--- Requirement ---
Retype the listing that follows, word for word.

--- The data ---
==*==
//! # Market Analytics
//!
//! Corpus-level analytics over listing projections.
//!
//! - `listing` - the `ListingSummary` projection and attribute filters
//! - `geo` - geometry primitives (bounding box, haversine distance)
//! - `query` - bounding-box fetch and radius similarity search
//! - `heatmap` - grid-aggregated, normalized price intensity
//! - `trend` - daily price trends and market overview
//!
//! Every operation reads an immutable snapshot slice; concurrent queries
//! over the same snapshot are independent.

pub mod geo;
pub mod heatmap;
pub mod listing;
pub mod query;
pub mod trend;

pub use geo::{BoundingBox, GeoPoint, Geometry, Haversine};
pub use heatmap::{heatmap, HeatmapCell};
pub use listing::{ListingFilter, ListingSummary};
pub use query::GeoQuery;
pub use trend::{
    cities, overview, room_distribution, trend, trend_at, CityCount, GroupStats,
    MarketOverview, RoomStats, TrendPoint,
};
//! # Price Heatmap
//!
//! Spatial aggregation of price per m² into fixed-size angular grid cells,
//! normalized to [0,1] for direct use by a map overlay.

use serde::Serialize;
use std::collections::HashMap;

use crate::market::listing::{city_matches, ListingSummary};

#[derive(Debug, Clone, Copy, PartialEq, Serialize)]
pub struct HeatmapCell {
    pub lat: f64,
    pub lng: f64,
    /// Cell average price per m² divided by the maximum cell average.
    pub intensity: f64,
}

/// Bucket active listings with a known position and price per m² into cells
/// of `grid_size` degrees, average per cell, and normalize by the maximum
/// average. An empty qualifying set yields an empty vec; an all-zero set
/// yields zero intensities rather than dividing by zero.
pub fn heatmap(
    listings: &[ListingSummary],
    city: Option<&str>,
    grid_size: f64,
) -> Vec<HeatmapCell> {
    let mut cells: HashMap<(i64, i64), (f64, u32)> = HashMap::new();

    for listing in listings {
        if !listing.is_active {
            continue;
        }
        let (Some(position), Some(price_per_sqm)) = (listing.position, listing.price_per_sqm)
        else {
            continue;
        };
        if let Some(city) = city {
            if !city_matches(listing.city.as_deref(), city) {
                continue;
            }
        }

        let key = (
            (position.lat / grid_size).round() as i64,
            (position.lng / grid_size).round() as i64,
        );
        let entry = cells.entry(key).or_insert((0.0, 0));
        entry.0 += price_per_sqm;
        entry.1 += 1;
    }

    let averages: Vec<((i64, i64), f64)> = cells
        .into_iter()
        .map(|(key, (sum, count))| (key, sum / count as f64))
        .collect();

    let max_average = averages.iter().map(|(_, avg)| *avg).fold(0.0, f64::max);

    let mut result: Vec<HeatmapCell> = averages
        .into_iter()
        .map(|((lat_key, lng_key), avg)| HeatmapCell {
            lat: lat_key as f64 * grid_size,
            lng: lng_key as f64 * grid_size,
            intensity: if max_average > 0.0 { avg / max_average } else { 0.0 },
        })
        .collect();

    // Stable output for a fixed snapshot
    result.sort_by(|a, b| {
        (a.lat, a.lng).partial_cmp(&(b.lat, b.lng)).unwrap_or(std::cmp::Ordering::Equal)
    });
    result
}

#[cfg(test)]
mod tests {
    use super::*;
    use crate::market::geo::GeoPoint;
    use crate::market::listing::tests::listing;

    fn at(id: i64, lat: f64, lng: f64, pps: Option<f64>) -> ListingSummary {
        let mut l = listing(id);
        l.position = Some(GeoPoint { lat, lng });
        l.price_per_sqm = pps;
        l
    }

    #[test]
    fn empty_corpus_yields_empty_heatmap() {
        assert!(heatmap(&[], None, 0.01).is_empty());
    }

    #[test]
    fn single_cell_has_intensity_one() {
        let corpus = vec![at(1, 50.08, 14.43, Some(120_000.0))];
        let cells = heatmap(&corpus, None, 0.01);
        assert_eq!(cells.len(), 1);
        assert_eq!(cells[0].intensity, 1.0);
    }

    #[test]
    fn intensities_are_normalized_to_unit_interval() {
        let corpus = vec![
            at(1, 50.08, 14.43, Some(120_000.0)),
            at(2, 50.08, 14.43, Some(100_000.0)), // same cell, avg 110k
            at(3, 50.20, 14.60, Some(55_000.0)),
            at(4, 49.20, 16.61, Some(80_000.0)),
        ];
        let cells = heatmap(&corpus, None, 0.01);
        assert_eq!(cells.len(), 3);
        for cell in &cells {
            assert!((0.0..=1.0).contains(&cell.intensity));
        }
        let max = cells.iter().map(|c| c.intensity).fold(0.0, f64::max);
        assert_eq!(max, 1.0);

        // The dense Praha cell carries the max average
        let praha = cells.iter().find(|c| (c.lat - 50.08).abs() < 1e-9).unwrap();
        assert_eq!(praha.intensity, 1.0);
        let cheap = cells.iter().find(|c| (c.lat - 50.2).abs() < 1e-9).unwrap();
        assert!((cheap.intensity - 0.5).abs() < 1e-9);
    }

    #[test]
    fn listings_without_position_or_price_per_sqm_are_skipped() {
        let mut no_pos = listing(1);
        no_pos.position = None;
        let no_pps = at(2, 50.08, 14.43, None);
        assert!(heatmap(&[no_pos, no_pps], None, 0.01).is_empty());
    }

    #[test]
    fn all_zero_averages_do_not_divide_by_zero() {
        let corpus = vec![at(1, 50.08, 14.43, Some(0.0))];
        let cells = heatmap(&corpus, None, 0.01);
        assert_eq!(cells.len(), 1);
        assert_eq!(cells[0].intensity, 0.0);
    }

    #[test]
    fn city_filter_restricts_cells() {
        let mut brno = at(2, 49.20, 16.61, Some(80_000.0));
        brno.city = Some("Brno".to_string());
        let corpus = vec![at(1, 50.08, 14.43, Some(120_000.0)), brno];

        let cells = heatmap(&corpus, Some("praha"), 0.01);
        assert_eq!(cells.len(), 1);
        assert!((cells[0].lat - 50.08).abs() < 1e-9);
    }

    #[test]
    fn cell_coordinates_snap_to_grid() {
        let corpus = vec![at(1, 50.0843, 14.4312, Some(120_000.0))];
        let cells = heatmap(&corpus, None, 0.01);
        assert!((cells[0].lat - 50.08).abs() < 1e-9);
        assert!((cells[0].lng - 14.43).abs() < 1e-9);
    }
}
==*==
--- Answer section ---
//! # Market Analytics
//!
//! Corpus-level analytics over listing projections.
//!
//! - `listing` - the `ListingSummary` projection and attribute filters
//! - `geo` - geometry primitives (bounding box, haversine distance)
//! - `query` - bounding-box fetch and radius similarity search
//! - `heatmap` - grid-aggregated, normalized price intensity
//! - `trend` - daily price trends and market overview
//!
//! Every operation reads an immutable snapshot slice; concurrent queries
//! over the same snapshot are independent.

pub mod geo;
pub mod heatmap;
pub mod listing;
pub mod query;
pub mod trend;

pub use geo::{BoundingBox, GeoPoint, Geometry, Haversine};
pub use heatmap::{heatmap, HeatmapCell};
pub use listing::{ListingFilter, ListingSummary};
pub use query::GeoQuery;
pub use trend::{
    cities, overview, room_distribution, trend, trend_at, CityCount, GroupStats,
    MarketOverview, RoomStats, TrendPoint,
};
//! # Price Heatmap
//!
//! Spatial aggregation of price per m² into fixed-size angular grid cells,
//! normalized to [0,1] for direct use by a map overlay.

use serde::Serialize;
use std::collections::HashMap;

use crate::market::listing::{city_matches, ListingSummary};

#[derive(Debug, Clone, Copy, PartialEq, Serialize)]
pub struct HeatmapCell {
    pub lat: f64,
    pub lng: f64,
    /// Cell average price per m² divided by the maximum cell average.
    pub intensity: f64,
}

/// Bucket active listings with a known position and price per m² into cells
/// of `grid_size` degrees, average per cell, and normalize by the maximum
/// average. An empty qualifying set yields an empty vec; an all-zero set
/// yields zero intensities rather than dividing by zero.
pub fn heatmap(
    listings: &[ListingSummary],
    city: Option<&str>,
    grid_size: f64,
) -> Vec<HeatmapCell> {
    let mut cells: HashMap<(i64, i64), (f64, u32)> = HashMap::new();

    for listing in listings {
        if !listing.is_active {
            continue;
        }
        let (Some(position), Some(price_per_sqm)) = (listing.position, listing.price_per_sqm)
        else {
            continue;
        };
        if let Some(city) = city {
            if !city_matches(listing.city.as_deref(), city) {
                continue;
            }
        }

        let key = (
            (position.lat / grid_size).round() as i64,
            (position.lng / grid_size).round() as i64,
        );
        let entry = cells.entry(key).or_insert((0.0, 0));
        entry.0 += price_per_sqm;
        entry.1 += 1;
    }

    let averages: Vec<((i64, i64), f64)> = cells
        .into_iter()
        .map(|(key, (sum, count))| (key, sum / count as f64))
        .collect();

    let max_average = averages.iter().map(|(_, avg)| *avg).fold(0.0, f64::max);

    let mut result: Vec<HeatmapCell> = averages
        .into_iter()
        .map(|((lat_key, lng_key), avg)| HeatmapCell {
            lat: lat_key as f64 * grid_size,
            lng: lng_key as f64 * grid_size,
            intensity: if max_average > 0.0 { avg / max_average } else { 0.0 },
        })
        .collect();

    // Stable output for a fixed snapshot
    result.sort_by(|a, b| {
        (a.lat, a.lng).partial_cmp(&(b.lat, b.lng)).unwrap_or(std::cmp::Ordering::Equal)
    });
    result
}

#[cfg(test)]
mod tests {
    use super::*;
    use crate::market::geo::GeoPoint;
    use crate::market::listing::tests::listing;

    fn at(id: i64, lat: f64, lng: f64, pps: Option<f64>) -> ListingSummary {
        let mut l = listing(id);
        l.position = Some(GeoPoint { lat, lng });
        l.price_per_sqm = pps;
        l
    }

    #[test]
    fn empty_corpus_yields_empty_heatmap() {
        assert!(heatmap(&[], None, 0.01).is_empty());
    }

    #[test]
    fn single_cell_has_intensity_one() {
        let corpus = vec![at(1, 50.08, 14.43, Some(120_000.0))];
        let cells = heatmap(&corpus, None, 0.01);
        assert_eq!(cells.len(), 1);
        assert_eq!(cells[0].intensity, 1.0);
    }

    #[test]
    fn intensities_are_normalized_to_unit_interval() {
        let corpus = vec![
            at(1, 50.08, 14.43, Some(120_000.0)),
            at(2, 50.08, 14.43, Some(100_000.0)), // same cell, avg 110k
            at(3, 50.20, 14.60, Some(55_000.0)),
            at(4, 49.20, 16.61, Some(80_000.0)),
        ];
        let cells = heatmap(&corpus, None, 0.01);
        assert_eq!(cells.len(), 3);
        for cell in &cells {
            assert!((0.0..=1.0).contains(&cell.intensity));
        }
        let max = cells.iter().map(|c| c.intensity).fold(0.0, f64::max);
        assert_eq!(max, 1.0);

        // The dense Praha cell carries the max average
        let praha = cells.iter().find(|c| (c.lat - 50.08).abs() < 1e-9).unwrap();
        assert_eq!(praha.intensity, 1.0);
        let cheap = cells.iter().find(|c| (c.lat - 50.2).abs() < 1e-9).unwrap();
        assert!((cheap.intensity - 0.5).abs() < 1e-9);
    }

    #[test]
    fn listings_without_position_or_price_per_sqm_are_skipped() {
        let mut no_pos = listing(1);
        no_pos.position = None;
        let no_pps = at(2, 50.08, 14.43, None);
        assert!(heatmap(&[no_pos, no_pps], None, 0.01).is_empty());
    }

    #[test]
    fn all_zero_averages_do_not_divide_by_zero() {
        let corpus = vec![at(1, 50.08, 14.43, Some(0.0))];
        let cells = heatmap(&corpus, None, 0.01);
        assert_eq!(cells.len(), 1);
        assert_eq!(cells[0].intensity, 0.0);
    }

    #[test]
    fn city_filter_restricts_cells() {
        let mut brno = at(2, 49.20, 16.61, Some(80_000.0));
        brno.city = Some("Brno".to_string());
        let corpus = vec![at(1, 50.08, 14.43, Some(120_000.0)), brno];

        let cells = heatmap(&corpus, Some("praha"), 0.01);
        assert_eq!(cells.len(), 1);
        assert!((cells[0].lat - 50.08).abs() < 1e-9);
    }

    #[test]
    fn cell_coordinates_snap_to_grid() {
        let corpus = vec![at(1, 50.0843, 14.4312, Some(120_000.0))];
        let cells = heatmap(&corpus, None, 0.01);
        assert!((cells[0].lat - 50.08).abs() < 1e-9);
        assert!((cells[0].lng - 14.43).abs() < 1e-9);
    }
}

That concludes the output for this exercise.